2010-03-02 Thread Jonathan Pryor
On Tue, 2010-03-02 at 12:21 -0500, Jacques Beaurain wrote:
 ...  The issue that we face is
 that this assembly is not signed and we need to be able to place the
 assembly in the GAC of Microsoft Windows systems. What is the
 recommended way to handle this situation?
 
 In particular we are interested in the GNU.Gettext.dll assembly.

Er, what?  I don't see this assembly in my GAC (both the distro-provided
and my trunk installation), nor do I see a GNU.Gettext.dll assembly in
my source tree.  Where are you seeing this assembly?
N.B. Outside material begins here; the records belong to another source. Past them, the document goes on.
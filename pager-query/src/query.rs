//! The query descriptor produced by translation.
//!
//! A [`Query`] is storage agnostic: predicates are plain `column = ?` /
//! `column LIKE ?` fragments with a parallel list of positional arguments.
//! The storage collaborator binds `args()[i]` to the `i`-th placeholder.
//!
//! ```rust
//! use pager_query::{FilterArgs, Pager};
//!
//! let pager = Pager::default();
//! let query = pager.make_page_filter(
//!     &FilterArgs::new().arg("status", "active").arg("name", "jo").arg("page", "2"),
//!     &["name"],
//! );
//!
//! assert_eq!(query.where_clause(), "status = ? AND name LIKE ?");
//! assert_eq!(
//!     query.build_select_sql("users"),
//!     "SELECT * FROM users WHERE status = ? AND name LIKE ? LIMIT 20 OFFSET 20"
//! );
//! ```

use std::fmt::Write;

use crate::error::QueryResult;
use crate::filter::FilterValue;
use crate::pagination::{self, PageInfo};
use crate::traits::RowCounter;
use crate::types::OrderBy;

/// Limit applied when rendering a query that carries no window of its own.
pub const FALLBACK_LIMIT: i64 = 50;

/// A structured, storage-agnostic list query.
#[derive(Debug, Clone, Default, PartialEq)]
pub struct Query {
    pub(crate) predicates: Vec<String>,
    pub(crate) args: Vec<FilterValue>,
    pub(crate) order: OrderBy,
    pub(crate) no_page: bool,
    pub(crate) page: Option<i64>,
    pub(crate) size: Option<i64>,
    pub(crate) limit: Option<i64>,
    pub(crate) offset: Option<i64>,
}

impl Query {
    /// Create an empty, non-paginating query.
    pub fn new() -> Self {
        Self::default()
    }

    /// Request a page window, builder style.
    ///
    /// Limit and offset are derived as `size` and `(page - 1) * size`, with the
    /// offset floored at 0 for pages below 1.
    pub fn with_page(mut self, page: i64, size: i64) -> Self {
        self.set_window(page, size);
        self
    }

    /// Replace the sort directive, builder style.
    pub fn with_order(mut self, order: OrderBy) -> Self {
        self.order = order;
        self
    }

    pub(crate) fn set_window(&mut self, page: i64, size: i64) {
        self.page = Some(page);
        self.size = Some(size);
        self.limit = Some(size);
        self.offset = Some(page.saturating_sub(1).saturating_mul(size).max(0));
    }

    /// Predicate fragments, equality clauses first, then substring clauses.
    pub fn predicates(&self) -> &[String] {
        &self.predicates
    }

    /// Positional arguments, aligned with [`Query::predicates`].
    pub fn args(&self) -> &[FilterValue] {
        &self.args
    }

    /// Sort directive.
    pub fn order(&self) -> &OrderBy {
        &self.order
    }

    /// Whether the request asked to skip pagination.
    pub fn no_page(&self) -> bool {
        self.no_page
    }

    /// Whether this query carries a page request.
    pub fn is_paginated(&self) -> bool {
        self.page.is_some()
    }

    /// Requested (or, after [`Query::paginate`], clamped) page number.
    pub fn page(&self) -> Option<i64> {
        self.page
    }

    /// Requested page size.
    pub fn size(&self) -> Option<i64> {
        self.size
    }

    /// Row limit for the fetch.
    pub fn limit(&self) -> Option<i64> {
        self.limit
    }

    /// Row offset for the fetch.
    pub fn offset(&self) -> Option<i64> {
        self.offset
    }

    /// Count rows through `counter`, clamp the page, and fix limit and offset.
    pub fn paginate<C: RowCounter + ?Sized>(&mut self, counter: &C) -> QueryResult<PageInfo> {
        pagination::paginate(self, counter)
    }

    /// Predicates joined with `AND`; empty when there are none.
    pub fn where_clause(&self) -> String {
        self.predicates.join(" AND ")
    }

    /// Sort fields as `col DIR, ...`; empty when unsorted.
    pub fn order_clause(&self) -> String {
        self.order.to_sql()
    }

    /// `LIMIT n [OFFSET m]`.
    ///
    /// Queries without a window use [`FALLBACK_LIMIT`]. A zero or negative
    /// offset is omitted.
    pub fn window_sql(&self) -> String {
        let mut sql = String::with_capacity(32);
        self.write_window_sql(&mut sql);
        sql
    }

    fn write_window_sql(&self, buffer: &mut String) {
        let limit = match self.limit {
            Some(limit) if limit > 0 => limit,
            _ => FALLBACK_LIMIT,
        };
        let _ = write!(buffer, "LIMIT {}", limit);
        if let Some(offset) = self.offset.filter(|offset| *offset > 0) {
            let _ = write!(buffer, " OFFSET {}", offset);
        }
    }

    /// `SELECT COUNT(*) FROM table [WHERE ...]`.
    pub fn build_count_sql(&self, table: &str) -> String {
        let mut sql = String::with_capacity(64);
        sql.push_str("SELECT COUNT(*) FROM ");
        sql.push_str(table);
        self.write_where(&mut sql);
        sql
    }

    /// `SELECT * FROM table [WHERE ...] [ORDER BY ...] LIMIT n [OFFSET m]`.
    pub fn build_select_sql(&self, table: &str) -> String {
        let mut sql = String::with_capacity(128);
        sql.push_str("SELECT * FROM ");
        sql.push_str(table);
        self.write_where(&mut sql);
        if !self.order.is_empty() {
            sql.push_str(" ORDER BY ");
            self.order.write_sql(&mut sql);
        }
        sql.push(' ');
        self.write_window_sql(&mut sql);
        sql
    }

    fn write_where(&self, buffer: &mut String) {
        if !self.predicates.is_empty() {
            buffer.push_str(" WHERE ");
            buffer.push_str(&self.where_clause());
        }
    }
}

#[cfg(test)]
mod tests {
    use super::*;
    use crate::types::OrderByField;
    use pretty_assertions::assert_eq;

    fn sample() -> Query {
        Query {
            predicates: vec!["status = ?".into(), "name LIKE ?".into()],
            args: vec!["active".into(), "%john%".into()],
            ..Query::default()
        }
    }

    #[test]
    fn test_with_page_derives_window() {
        let query = Query::new().with_page(3, 20);
        assert!(query.is_paginated());
        assert_eq!(query.limit(), Some(20));
        assert_eq!(query.offset(), Some(40));
    }

    #[test]
    fn test_window_saturates() {
        let query = Query::new().with_page(i64::MAX, 50);
        assert_eq!(query.offset(), Some(i64::MAX));

        let query = Query::new().with_page(-2, 10);
        assert_eq!(query.offset(), Some(0));
        assert_eq!(query.window_sql(), "LIMIT 10");

        let query = Query::new().with_page(0, 20);
        assert_eq!(query.offset(), Some(0));
    }

    #[test]
    fn test_unpaged_query_uses_fallback_limit() {
        let query = sample();
        assert!(!query.is_paginated());
        assert_eq!(query.limit(), None);
        assert_eq!(query.window_sql(), "LIMIT 50");
    }

    #[test]
    fn test_where_clause() {
        assert_eq!(sample().where_clause(), "status = ? AND name LIKE ?");
        assert_eq!(Query::new().where_clause(), "");
    }

    #[test]
    fn test_build_count_sql() {
        assert_eq!(
            sample().build_count_sql("users"),
            "SELECT COUNT(*) FROM users WHERE status = ? AND name LIKE ?"
        );
        assert_eq!(Query::new().build_count_sql("users"), "SELECT COUNT(*) FROM users");
    }

    #[test]
    fn test_build_select_sql() {
        let query = sample()
            .with_order(OrderBy::from_fields([OrderByField::desc("created_at"), OrderByField::asc("id")]))
            .with_page(2, 10);
        assert_eq!(
            query.build_select_sql("users"),
            "SELECT * FROM users WHERE status = ? AND name LIKE ? ORDER BY created_at DESC, id ASC LIMIT 10 OFFSET 10"
        );
    }
}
To answer the original question, the answer is: don't.  For the love of
all that is good and holy, don't strong-name an assembly that isn't
strong-named and install it into the GAC.

Strong-naming is an indication that the API won't change in an
incompatible manner, possibly ever.  Upstream likely won't even know you
did this, will eventually break API, and cause all manner of pain.

(Case in point: Mono has two separate copies of SharpZipLib because they
changed their API in an incompatible manner.  I don't know who
strong-named it -- i.e. was it it Mono being bad, or were they screwing
things up -- but it's not a good situation to be in.)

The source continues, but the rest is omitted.